Author:David Foster Wallace & Mark Costello
Language: eng
Format: mobi
Tags: Music / Genres & Styles - Rap & Hip Hop
ISBN: 9780316401111
Publisher: Little, Brown and Company
Published: 2013-07-23T07:00:00+00:00


D.

(2C)

STILL, SOMEWHERE ALONG the line something can happen where you think you all of a sudden understand why this weird closed antimusic holds such jittery fascination for you who are outside it, getting the ‘Real Thing’ mostly off discs and equipment in cozy Boston digs, able to turn the stuff on and off, listening with the blank distant intensity of someone gazing out the window of a fast train.
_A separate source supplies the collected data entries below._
// Nested lookups never 404: an unknown or malformed parent id yields an
// empty collection with status 200. Fixed oracle behavior.
async fn probe_nested_empty(
    client: &ApiClient,
    parent: Resource,
    raw: &str,
    child: Resource,
) -> ProbeResult {
    let target = format!("GET /{parent}/{raw}/{child}");
    let (status, body) = response_json(&target, client.nested(parent, raw, child).await).await?;
    let mut failures = check_status(&target, 200, status);
    failures.extend(check_empty_array(&target, &body));
    Ok(failures)
}
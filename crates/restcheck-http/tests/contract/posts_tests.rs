use restcheck::contract::{POST_KEYS, check_exact_keys};
use restcheck::{Post, Resource};
use serde_json::Value;

use super::test_utilities::{StubApi, TestClient};

#[tokio::test]
async fn test_list_posts_returns_well_formed_collection() {
    let api = StubApi::start().await;
    let client = api.api_client();

    let response = client.list(Resource::Posts).await.unwrap();
    assert_eq!(response.status(), 200);

    let body: Value = response.json().await.unwrap();
    let items = body.as_array().expect("collection is an array");
    assert!(!items.is_empty());
    for item in items {
        assert!(check_exact_keys("GET /posts", item, POST_KEYS).is_empty());
    }

    let posts: Vec<Post> = serde_json::from_value(body).unwrap();
    assert!(posts.iter().all(|post| post.user_id >= 1));
}

#[tokio::test]
async fn test_get_post_by_valid_ids() {
    let api = StubApi::start().await;
    let client = api.api_client();

    for id in [1u64, 10, 99] {
        let response = client.get_raw(Resource::Posts, &id.to_string()).await.unwrap();
        assert_eq!(response.status(), 200);
        let post: Post = response.json().await.unwrap();
        assert_eq!(post.id, id);
        assert!(!post.title.is_empty());
        assert!(!post.body.is_empty());
    }
}

#[tokio::test]
async fn test_get_post_malformed_ids_return_404() {
    let api = StubApi::start().await;
    let client = api.api_client();

    for raw in ["-1", "0", "999999", "non-numeric", "1/1", "/ff"] {
        let response = client.get_raw(Resource::Posts, raw).await.unwrap();
        assert_eq!(response.status(), 404, "GET /posts/{raw}");
    }
}

#[tokio::test]
async fn test_filter_posts_by_user() {
    let api = StubApi::start().await;
    let client = api.api_client();

    for user_id in [1u64, 10] {
        let response = client
            .filtered(Resource::Posts, "userId", &user_id.to_string())
            .await
            .unwrap();
        assert_eq!(response.status(), 200);
        let posts: Vec<Post> = response.json().await.unwrap();
        assert!(!posts.is_empty());
        assert!(posts.iter().all(|post| post.user_id == user_id));
    }
}

#[tokio::test]
async fn test_filter_posts_without_match_returns_empty_200() {
    let api = StubApi::start().await;
    let helper = TestClient::new(&api);

    for value in ["zzz", "9999", "-1"] {
        let response = helper
            .client
            .get(format!("{}/posts", helper.base_url))
            .query(&[("userId", value)])
            .send()
            .await
            .unwrap();
        assert_eq!(response.status(), 200);
        let body: Value = response.json().await.unwrap();
        assert_eq!(body, serde_json::json!([]), "userId={value}");
    }
}
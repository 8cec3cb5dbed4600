use std::{collections::HashMap, str::FromStr};

use thiserror::Error;

use crate::commands::ChatMessage;

#[derive(Debug, Error, PartialEq, Eq)]
pub enum IrcError {
    #[error("empty line")]
    Empty,
    #[error("no command in line {0:?}")]
    MissingCommand(String),
}

/// One line of the IRC protocol with IRCv3 tags.
#[derive(Debug, Clone, PartialEq, Eq)]
pub struct IrcMessage {
    pub tags: HashMap<String, String>,
    pub prefix: Option<String>,
    pub command: String,
    pub params: Vec<String>,
}

impl IrcMessage {
    /// The nickname part of a `nick!user@host` prefix.
    pub fn nick(&self) -> Option<&str> {
        let prefix = self.prefix.as_deref()?;
        prefix.split('!').next().filter(|nick| !nick.is_empty())
    }

    pub fn trailing(&self) -> Option<&str> {
        self.params.last().map(String::as_str)
    }

    /// Converts a `PRIVMSG` into a chat message. Any other command yields `None`.
    pub fn to_chat_message(&self, bot_username: &str) -> Option<ChatMessage> {
        if self.command != "PRIVMSG" {
            return None;
        }

        let [channel, text] = self.params.as_slice() else {
            return None;
        };

        let login = self.nick()?;
        let sender = match self.tags.get("display-name") {
            Some(display_name) if !display_name.is_empty() => display_name.clone(),
            _ => login.to_owned(),
        };

        Some(ChatMessage {
            channel: channel.clone(),
            sender,
            text: text.clone(),
            is_self: login.eq_ignore_ascii_case(bot_username),
        })
    }
}

impl FromStr for IrcMessage {
    type Err = IrcError;

    fn from_str(line: &str) -> Result<Self, Self::Err> {
        let mut rest = line.trim_end_matches(['\r', '\n']);
        if rest.trim().is_empty() {
            return Err(IrcError::Empty);
        }

        let mut tags = HashMap::new();
        if let Some(tagged) = rest.strip_prefix('@') {
            let (raw_tags, remainder) = tagged.split_once(' ').unwrap_or((tagged, ""));
            for tag in raw_tags.split(';').filter(|tag| !tag.is_empty()) {
                let (key, value) = tag.split_once('=').unwrap_or((tag, ""));
                tags.insert(key.to_owned(), unescape_tag_value(value));
            }
            rest = remainder.trim_start_matches(' ');
        }

        let mut prefix = None;
        if let Some(prefixed) = rest.strip_prefix(':') {
            let (raw_prefix, remainder) = prefixed.split_once(' ').unwrap_or((prefixed, ""));
            prefix = Some(raw_prefix.to_owned());
            rest = remainder.trim_start_matches(' ');
        }

        let (command, mut rest) = rest.split_once(' ').unwrap_or((rest, ""));
        if command.is_empty() {
            return Err(IrcError::MissingCommand(line.to_owned()));
        }

        let mut params = Vec::new();
        loop {
            rest = rest.trim_start_matches(' ');
            if rest.is_empty() {
                break;
            }

            if let Some(trailing) = rest.strip_prefix(':') {
                params.push(trailing.to_owned());
                break;
            }

            let (param, remainder) = rest.split_once(' ').unwrap_or((rest, ""));
            params.push(param.to_owned());
            rest = remainder;
        }

        Ok(IrcMessage {
            tags,
            prefix,
            command: command.to_ascii_uppercase(),
            params,
        })
    }
}

fn unescape_tag_value(value: &str) -> String {
    let mut unescaped = String::with_capacity(value.len());
    let mut chars = value.chars();

    while let Some(c) = chars.next() {
        if c != '\\' {
            unescaped.push(c);
            continue;
        }

        match chars.next() {
            Some(':') => unescaped.push(';'),
            Some('s') => unescaped.push(' '),
            Some('r') => unescaped.push('\r'),
            Some('n') => unescaped.push('\n'),
            Some(other) => unescaped.push(other),
            // A lone trailing backslash is dropped.
            None => {}
        }
    }

    unescaped
}

#[cfg(test)]
mod tests {
    use map_macro::hash_map;

    use super::{IrcError, IrcMessage};

    #[test]
    fn parses_privmsg_with_tags() {
        let message: IrcMessage = "@badge-info=;display-name=Cool\\sViewer;mod=0 :coolviewer!coolviewer@coolviewer.tmi.twitch.tv PRIVMSG #streamer :!video https://youtu.be/XYZ789\r\n"
            .parse()
            .unwrap();

        assert_eq!(
            message.tags,
            hash_map! {
                "badge-info".to_owned() => "".to_owned(),
                "display-name".to_owned() => "Cool Viewer".to_owned(),
                "mod".to_owned() => "0".to_owned(),
            }
        );
        assert_eq!(message.nick(), Some("coolviewer"));
        assert_eq!(message.command, "PRIVMSG");
        assert_eq!(
            message.params,
            ["#streamer", "!video https://youtu.be/XYZ789"]
        );
    }

    #[test]
    fn parses_ping() {
        let message: IrcMessage = "PING :tmi.twitch.tv".parse().unwrap();

        assert_eq!(message.prefix, None);
        assert_eq!(message.command, "PING");
        assert_eq!(message.trailing(), Some("tmi.twitch.tv"));
    }

    #[test]
    fn parses_numeric_replies() {
        let message: IrcMessage = ":tmi.twitch.tv 001 videobot :Welcome, GLHF!"
            .parse()
            .unwrap();

        assert_eq!(message.prefix.as_deref(), Some("tmi.twitch.tv"));
        assert_eq!(message.command, "001");
        assert_eq!(message.params, ["videobot", "Welcome, GLHF!"]);
    }

    #[test]
    fn unescapes_tag_values() {
        let message: IrcMessage = r"@a=one\:two;b=back\\slash;c=trailing\ :x PRIVMSG #c :hi"
            .parse()
            .unwrap();

        assert_eq!(message.tags["a"], "one;two");
        assert_eq!(message.tags["b"], r"back\slash");
        assert_eq!(message.tags["c"], "trailing");
    }

    #[test]
    fn rejects_empty_lines() {
        assert_eq!("".parse::<IrcMessage>(), Err(IrcError::Empty));
        assert_eq!("\r\n".parse::<IrcMessage>(), Err(IrcError::Empty));
        assert!(matches!(
            ":prefix.only".parse::<IrcMessage>(),
            Err(IrcError::MissingCommand(_))
        ));
    }

    #[test]
    fn chat_message_prefers_display_name() {
        let message: IrcMessage =
            "@display-name=Viewer :viewer!viewer@viewer.tmi.twitch.tv PRIVMSG #streamer :hello"
                .parse()
                .unwrap();

        let chat = message.to_chat_message("videobot").unwrap();
        assert_eq!(chat.channel, "#streamer");
        assert_eq!(chat.sender, "Viewer");
        assert_eq!(chat.text, "hello");
        assert!(!chat.is_self);
    }

    #[test]
    fn chat_message_falls_back_to_login() {
        let message: IrcMessage =
            "@display-name= :viewer!viewer@viewer.tmi.twitch.tv PRIVMSG #streamer :hello"
                .parse()
                .unwrap();

        assert_eq!(message.to_chat_message("videobot").unwrap().sender, "viewer");
    }

    #[test]
    fn chat_message_detects_self() {
        let message: IrcMessage =
            ":videobot!videobot@videobot.tmi.twitch.tv PRIVMSG #streamer :@Viewer added!"
                .parse()
                .unwrap();

        assert!(message.to_chat_message("VideoBot").unwrap().is_self);
    }

    #[test]
    fn only_privmsg_is_chat() {
        let message: IrcMessage = ":videobot!videobot@videobot.tmi.twitch.tv JOIN #streamer"
            .parse()
            .unwrap();

        assert!(message.to_chat_message("videobot").is_none());
    }
}
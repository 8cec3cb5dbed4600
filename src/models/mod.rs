mod platform;
mod submission;

pub mod types;

pub use platform::Platform;
pub use submission::{NewSubmission, Submission, SubmissionId};
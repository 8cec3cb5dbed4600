use tracing::{debug, error, info};

use super::SubmitError;

/// Turns a failed submission into the single chat line shown to the user.
pub fn reply_for_error(user: &str, error: &SubmitError) -> String {
    match error {
        SubmitError::RateLimited { seconds_remaining } => {
            debug!("{user} is rate limited for {seconds_remaining} s");
            format!("@{user} please wait {seconds_remaining}s before sending another video")
        }

        SubmitError::InvalidUrl { trigger } => {
            debug!("{user} sent an invalid URL");
            format!("@{user} invalid format. Use: {trigger} <video URL>")
        }

        SubmitError::Duplicate => {
            info!("{user} submitted a link that is already in the list");
            format!("@{user} that link is already in the list.")
        }

        SubmitError::Storage(err) => {
            error!("Could not store submission from {user}: {err:#}");
            format!("@{user} could not add your video right now, try again later.")
        }
    }
}
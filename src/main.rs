#![forbid(unsafe_code)]

mod api;
mod classifier;
mod commands;
mod models;
mod playlist_service;
mod rate_limiter;
mod repository;
mod twitch;
mod utils;

use std::{future::IntoFuture, process::exit, sync::Arc};

use api::AppState;
use commands::CommandPipeline;
use playlist_service::PlaylistService;
use rate_limiter::InMemoryRateLimiter;
use repository::{SubmissionRepository, SubmissionStore};
use serde::Deserialize;
use sqlx::{sqlite::SqlitePoolOptions, SqlitePool};
use tokio::{net::TcpListener, select, signal};
use tracing::{error, info, warn};
use tracing_subscriber::{layer::SubscriberExt, util::SubscriberInitExt};
use twitch::{TwitchClient, TwitchConfig, DEFAULT_IRC_ADDRESS};

#[derive(Deserialize)]
struct AppConfig {
    twitch_bot_username: String,
    twitch_oauth_token: String,
    twitch_channel: String,
    #[serde(default = "default_database_url")]
    database_url: String,
    #[serde(default = "default_port")]
    port: u16,
    #[serde(default = "default_static_dir")]
    static_dir: String,
    #[serde(default = "default_irc_address")]
    twitch_irc_address: String,
}

fn default_database_url() -> String {
    "sqlite://videos.sqlite?mode=rwc".to_string()
}

fn default_port() -> u16 {
    3000
}

fn default_static_dir() -> String {
    "public".to_string()
}

fn default_irc_address() -> String {
    DEFAULT_IRC_ADDRESS.to_string()
}

impl AppConfig {
    /// Names of required variables that are present but blank.
    fn blank_required_vars(&self) -> Vec<&'static str> {
        [
            ("TWITCH_BOT_USERNAME", &self.twitch_bot_username),
            ("TWITCH_OAUTH_TOKEN", &self.twitch_oauth_token),
            ("TWITCH_CHANNEL", &self.twitch_channel),
        ]
        .into_iter()
        .filter(|(_, value)| value.trim().is_empty())
        .map(|(name, _)| name)
        .collect()
    }
}

#[tokio::main]
async fn main() {
    if let Err(err) = dotenvy::dotenv() {
        warn!("Could not load config from .env file: {err}");
    }

    tracing_subscriber::registry()
        .with(tracing_subscriber::fmt::layer())
        .with(
            tracing_subscriber::EnvFilter::builder()
                .with_default_directive(
                    "video_queue_bot=info"
                        .parse()
                        .expect("Hard-coded default directive should be correct"),
                )
                .from_env_lossy(),
        )
        .init();

    let app_config = match envy::from_env::<AppConfig>() {
        Ok(config) => config,
        Err(err) => {
            error!("Could not load app config: {err}");
            exit(255);
        }
    };

    let blank_vars = app_config.blank_required_vars();
    if !blank_vars.is_empty() {
        error!("Environment variables must not be empty: {}", blank_vars.join(", "));
        exit(255);
    }

    let db_pool = match setup_database(&app_config.database_url).await {
        Ok(pool) => pool,
        Err(err) => {
            error!("Could not setup database: {err}");
            exit(255);
        }
    };

    let store: Arc<dyn SubmissionStore> = Arc::new(SubmissionRepository::new(db_pool.clone()));

    let app_state = Arc::new(AppState {
        playlist: Arc::new(PlaylistService::new(store.clone())),
    });
    let app = api::router(app_state, &app_config.static_dir);

    let listener = match TcpListener::bind(("0.0.0.0", app_config.port)).await {
        Ok(listener) => listener,
        Err(err) => {
            error!("Could not bind port {}: {err}", app_config.port);
            exit(255);
        }
    };
    info!("Serving the playlist at http://localhost:{}", app_config.port);

    let mut pipeline = CommandPipeline::new(store, InMemoryRateLimiter::default());
    let twitch = TwitchClient::new(TwitchConfig::new(
        &app_config.twitch_irc_address,
        &app_config.twitch_bot_username,
        &app_config.twitch_oauth_token,
        &app_config.twitch_channel,
    ));

    select! {
        _ = signal::ctrl_c() => {
            info!("Ctrl-C received, shutting down");
        },

        result = axum::serve(listener, app).into_future() => {
            if let Err(err) = result {
                error!("HTTP server failed: {err}");
            }
        },

        _ = twitch.run(&mut pipeline) => {},
    };

    db_pool.close().await;
}

#[tracing::instrument(skip(url))]
async fn setup_database(url: &str) -> anyhow::Result<SqlitePool> {
    info!("Connecting to SQLite database at {url}");
    let pool = SqlitePoolOptions::new().connect(url).await?;
    info!("Running migrations");
    sqlx::migrate!("./migrations").run(&pool).await?;
    info!("Done!");
    Ok(pool)
}
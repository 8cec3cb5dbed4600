mod utc_datetime;

pub use utc_datetime::UtcDateTime;
use std::sync::Arc;

use time::OffsetDateTime;
use tracing::{debug, error, info};

use crate::{
    classifier,
    commands::{match_trigger, reply_for_error, ChatMessage, ChatSender, SubmitError},
    models::{types::UtcDateTime, NewSubmission, Submission},
    rate_limiter::{RateLimitDecision, RateLimiter},
    repository::SubmissionStore,
};

/// Turns `!video <url>` chat commands into stored submissions.
///
/// Messages must be handled one at a time: the rate limiter is owned
/// here and is not synchronised.
pub struct CommandPipeline<L: RateLimiter> {
    store: Arc<dyn SubmissionStore>,
    rate_limiter: L,
}

impl<L: RateLimiter> CommandPipeline<L> {
    pub fn new(store: Arc<dyn SubmissionStore>, rate_limiter: L) -> CommandPipeline<L> {
        CommandPipeline {
            store,
            rate_limiter,
        }
    }

    /// Processes one chat message and sends the reply, if any, through `chat`.
    #[tracing::instrument(skip_all, fields(sender = %message.sender))]
    pub async fn handle(&mut self, message: &ChatMessage, now: OffsetDateTime, chat: &dyn ChatSender) {
        let reply = match self.process(message, now).await {
            None => return,
            Some(Ok(_)) => format!(
                "@{} added! It will show up in the list in a few seconds.",
                message.sender
            ),
            Some(Err(err)) => reply_for_error(&message.sender, &err),
        };

        if let Err(err) = chat.say(&message.channel, &reply).await {
            error!("Failed to send a reply: {err}\nThe reply was: {reply}");
        }
    }

    /// Runs the submission steps for one message.
    ///
    /// Returns `None` when the message is not a command at all.
    pub async fn process(
        &mut self,
        message: &ChatMessage,
        now: OffsetDateTime,
    ) -> Option<Result<Submission, SubmitError>> {
        if message.is_self {
            return None;
        }

        let (trigger, rest) = match_trigger(message.text.trim())?;
        debug!("Matched trigger {trigger}");

        Some(self.submit(&message.sender, trigger, rest, now).await)
    }

    async fn submit(
        &mut self,
        user: &str,
        trigger: &'static str,
        rest: &str,
        now: OffsetDateTime,
    ) -> Result<Submission, SubmitError> {
        if let RateLimitDecision::Denied { seconds_remaining } = self.rate_limiter.check(user, now)
        {
            return Err(SubmitError::RateLimited { seconds_remaining });
        }

        let url = rest.trim();
        if !classifier::validate(url) {
            return Err(SubmitError::InvalidUrl { trigger });
        }

        if self.store.find_by_url(url).await?.is_some() {
            return Err(SubmitError::Duplicate);
        }

        let new_submission = NewSubmission {
            url: url.to_owned(),
            platform: classifier::detect_platform(url),
            submitter: user.to_owned(),
            created_at: UtcDateTime::from(now),
        };

        // The store has the final say on uniqueness.
        let submission = self
            .store
            .insert(&new_submission)
            .await?
            .ok_or(SubmitError::Duplicate)?;

        self.rate_limiter.record(user, now);

        info!(
            "Added {} video {:?} from {user} (id {:?})",
            submission.platform, submission.url, submission.id
        );

        Ok(submission)
    }
}
use std::sync::Arc;

use axum::{
    extract::{rejection::PathRejection, Path, State},
    Json,
};

use crate::{models::SubmissionId, playlist_service::PlaylistEntry};

use super::{ApiError, AppState, OkResponse};

pub async fn list_videos(
    State(state): State<Arc<AppState>>,
) -> Result<Json<Vec<PlaylistEntry>>, ApiError> {
    Ok(Json(state.playlist.list_all().await?))
}

pub async fn delete_video(
    State(state): State<Arc<AppState>>,
    path: Result<Path<i64>, PathRejection>,
) -> Result<Json<OkResponse>, ApiError> {
    let Path(id) = path?;
    state.playlist.delete_one(SubmissionId(id)).await?;
    Ok(Json(OkResponse::ok()))
}

pub async fn clear_videos(State(state): State<Arc<AppState>>) -> Result<Json<OkResponse>, ApiError> {
    state.playlist.clear_all().await?;
    Ok(Json(OkResponse::ok()))
}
Do those of you in like Chicago or NYC ever notice how commuters on the train tend to get all quiet and intense when South Side or South Bronx starts to flow past? If you look closely at the faces, you see it’s not depression, not even discomfort; it’s a kind of rigid fascination with the beauty of ruins in which people live but look or love nothing like you, a horizonful of numbly complex vistas in slab-gray and spraypaint-red. Hieroglyphs on walls, people on stoops, hoops w/o nets. White people have always loved to gaze at the ‘real black world,’ preferably at a distance and while moving briskly through, toward business. A view from this remove yields easy abstractions about rap in its role as just the latest ‘black’ music. Like: the less real power a people have, the more they’ll assert hegemony in areas that don’t much matter in any grand scheme. A way to rule in hell: their own vocabulary, syntax, gestures, music, dance; own food; religious rhetoric; social and party customs; that… well-known athletic superiority—the foot-speed, vertical leap—we like them in fields, cotton- or ball-.1 It’s a Hell we like to look at because it has so clearly been made someone else’s very own…. And the exported popular arts! the singing and dancing!… each innovation, new Scene, and genius born of a ‘suffering’ we somehow long to imagine, even as we co-opt, overpay, homogenize, make the best of that suffering song go to stud for our own pale performers.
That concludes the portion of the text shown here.